**Exercise description:**
Only the lines below between the ones containing "#[derive(Default)]" and "if let Some(v)", inclusive, are to be reproduced, each exactly as it stands.

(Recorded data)
--

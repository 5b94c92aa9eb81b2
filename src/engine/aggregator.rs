use std::collections::{HashMap, HashSet};

use chrono::NaiveDate;
use serde::{Deserialize, Serialize};

use crate::models::observation::{Metric, Observation};
use crate::models::result::AggregateRecord;

use super::metrics::MetricView;

/// Leverage tags in display order; anything else sorts after these.
pub const LEVERAGE_ORDER: [&str; 6] = ["-3x", "-2x", "-1x", "1x", "2x", "3x"];

/// Notional size buckets, largest first. Together they partition `[0, ∞)`.
#[derive(Debug, Clone, Copy, PartialEq, Eq, Hash, PartialOrd, Ord, Serialize, Deserialize)]
pub enum SizeTier {
    TenMillionPlus,
    FiveMillionPlus,
    OneMillionPlus,
    FiveHundredKPlus,
    HundredKPlus,
    Small,
}

impl SizeTier {
    pub const ALL: [SizeTier; 6] = [
        SizeTier::TenMillionPlus,
        SizeTier::FiveMillionPlus,
        SizeTier::OneMillionPlus,
        SizeTier::FiveHundredKPlus,
        SizeTier::HundredKPlus,
        SizeTier::Small,
    ];

    /// Inclusive lower bound in dollars.
    pub fn lower_bound(&self) -> f64 {
        match self {
            SizeTier::TenMillionPlus => 10_000_000.0,
            SizeTier::FiveMillionPlus => 5_000_000.0,
            SizeTier::OneMillionPlus => 1_000_000.0,
            SizeTier::FiveHundredKPlus => 500_000.0,
            SizeTier::HundredKPlus => 100_000.0,
            SizeTier::Small => 0.0,
        }
    }

    pub fn label(&self) -> &'static str {
        match self {
            SizeTier::TenMillionPlus => "≥ $10M",
            SizeTier::FiveMillionPlus => "≥ $5M",
            SizeTier::OneMillionPlus => "≥ $1M",
            SizeTier::FiveHundredKPlus => "≥ $500K",
            SizeTier::HundredKPlus => "≥ $100K",
            SizeTier::Small => "< $100K",
        }
    }

    /// `lower_bound <= notional < previous tier's lower_bound`
    pub fn of(notional: f64) -> SizeTier {
        let mut upper = f64::INFINITY;
        for tier in SizeTier::ALL {
            if notional >= tier.lower_bound() && notional < upper {
                return tier;
            }
            upper = tier.lower_bound();
        }
        SizeTier::Small
    }

    fn from_label(label: &str) -> Option<SizeTier> {
        SizeTier::ALL.into_iter().find(|t| t.label() == label)
    }
}

/// Dimension an aggregate is grouped by.
#[derive(Debug, Clone, Copy, PartialEq, Eq, Hash, Serialize, Deserialize)]
#[serde(rename_all = "camelCase")]
pub enum GroupKey {
    TradeDate,
    Sector,
    AssetType,
    Symbol,
    /// ETF rows only.
    LeverageTier,
    SizeTier,
    /// ETF rows with a category only.
    EtfCategory,
}

impl GroupKey {
    /// Group label for an observation, or `None` when the key does not apply.
    pub fn key_of(&self, obs: &Observation) -> Option<String> {
        match self {
            GroupKey::TradeDate => Some(obs.trade_date.format("%Y-%m-%d").to_string()),
            GroupKey::Sector => Some(obs.sector.clone()),
            GroupKey::AssetType => Some(obs.asset_type.as_str().to_string()),
            GroupKey::Symbol => Some(obs.symbol.clone()),
            GroupKey::LeverageTier if obs.is_etf() => Some(
                obs.leverage_multiple
                    .clone()
                    .unwrap_or_else(|| "1x".to_string()),
            ),
            GroupKey::LeverageTier => None,
            GroupKey::SizeTier => Some(SizeTier::of(obs.notional).label().to_string()),
            GroupKey::EtfCategory if obs.is_etf() => obs.etf_category.clone(),
            GroupKey::EtfCategory => None,
        }
    }

    pub fn label(&self) -> &'static str {
        match self {
            GroupKey::TradeDate => "Date",
            GroupKey::Sector => "Sector",
            GroupKey::AssetType => "Asset Type",
            GroupKey::Symbol => "Symbol",
            GroupKey::LeverageTier => "Leverage",
            GroupKey::SizeTier => "Size Tier",
            GroupKey::EtfCategory => "ETF Category",
        }
    }
}

#[derive(Default)]
struct Accumulator {
    observations: usize,
    total_notional: f64,
    total_volume: f64,
    total_executions: u64,
    dates: HashSet<NaiveDate>,
    consistent: usize,
    // Only rows where the metric is available contribute below.
    metric_count: usize,
    metric_sum: f64,
    metric_weighted_sum: f64,
    metric_notional: f64,
}

impl Accumulator {
    fn push(&mut self, obs: &Observation, value: Option<f64>) {
        self.observations += 1;
        self.total_notional += obs.notional;
        self.total_volume += obs.volume;
        self.total_executions += obs.executions;
        self.dates.insert(obs.trade_date);
        if obs.directional_consistency {
            self.consistent += 1;
        }
        if let Some(v) = value {
            self.metric_count += 1;
            self.metric_sum += v;
            self.metric_weighted_sum += v * obs.notional;
            self.metric_notional += obs.notional;
        }
    }

    fn finish(self, key: String) -> AggregateRecord {
        let weighted_average = if self.metric_notional > 0.0 {
            self.metric_weighted_sum / self.metric_notional
        } else {
            0.0
        };
        let simple_average = if self.metric_count > 0 {
            self.metric_sum / self.metric_count as f64
        } else {
            0.0
        };
        let (consistency_rate, average_size) = if self.observations > 0 {
            let n = self.observations as f64;
            (self.consistent as f64 / n * 100.0, self.total_notional / n)
        } else {
            (0.0, 0.0)
        };
        AggregateRecord {
            key,
            observations: self.observations,
            total_notional: self.total_notional,
            total_volume: self.total_volume,
            total_executions: self.total_executions,
            trading_days: self.dates.len(),
            weighted_average,
            simple_average,
            consistency_rate,
            average_size,
        }
    }
}

/// Group `observations` by `key` and summarise `metric` per group.
///
/// Returns an unordered mapping; callers pick the ordering. Observations the
/// key does not apply to are left out.
pub fn aggregate(
    observations: &[Observation],
    key: GroupKey,
    metric: Metric,
    view: &MetricView,
) -> HashMap<String, AggregateRecord> {
    let mut groups: HashMap<String, Accumulator> = HashMap::new();
    for obs in observations {
        if let Some(k) = key.key_of(obs) {
            groups
                .entry(k)
                .or_default()
                .push(obs, view.value(obs, metric));
        }
    }
    groups
        .into_iter()
        .map(|(k, acc)| (k.clone(), acc.finish(k)))
        .collect()
}

/// Summarise a whole set as a single group.
pub fn summarize_group(
    key: &str,
    observations: &[Observation],
    metric: Metric,
    view: &MetricView,
) -> AggregateRecord {
    let mut acc = Accumulator::default();
    for obs in observations {
        acc.push(obs, view.value(obs, metric));
    }
    acc.finish(key.to_string())
}

/// Natural ordering of groups for a key: dates ascending, leverage and size
/// tiers in display order, everything else by total notional descending.
pub fn ordered(records: HashMap<String, AggregateRecord>, key: GroupKey) -> Vec<AggregateRecord> {
    let mut records: Vec<AggregateRecord> = records.into_values().collect();
    match key {
        GroupKey::TradeDate => records.sort_by(|a, b| a.key.cmp(&b.key)),
        GroupKey::LeverageTier => records.sort_by_key(|r| {
            let rank = LEVERAGE_ORDER
                .iter()
                .position(|l| *l == r.key)
                .unwrap_or(LEVERAGE_ORDER.len());
            (rank, r.key.clone())
        }),
        GroupKey::SizeTier => records.sort_by_key(|r| SizeTier::from_label(&r.key)),
        _ => records.sort_by(|a, b| {
            b.total_notional
                .total_cmp(&a.total_notional)
                .then_with(|| a.key.cmp(&b.key))
        }),
    }
    records
}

--

**Reply:**
#[derive(Default)]
struct Accumulator {
    observations: usize,
    total_notional: f64,
    total_volume: f64,
    total_executions: u64,
    dates: HashSet<NaiveDate>,
    consistent: usize,
    // Only rows where the metric is available contribute below.
    metric_count: usize,
    metric_sum: f64,
    metric_weighted_sum: f64,
    metric_notional: f64,
}

impl Accumulator {
    fn push(&mut self, obs: &Observation, value: Option<f64>) {
        self.observations += 1;
        self.total_notional += obs.notional;
        self.total_volume += obs.volume;
        self.total_executions += obs.executions;
        self.dates.insert(obs.trade_date);
        if obs.directional_consistency {
            self.consistent += 1;
        }
        if let Some(v) = value {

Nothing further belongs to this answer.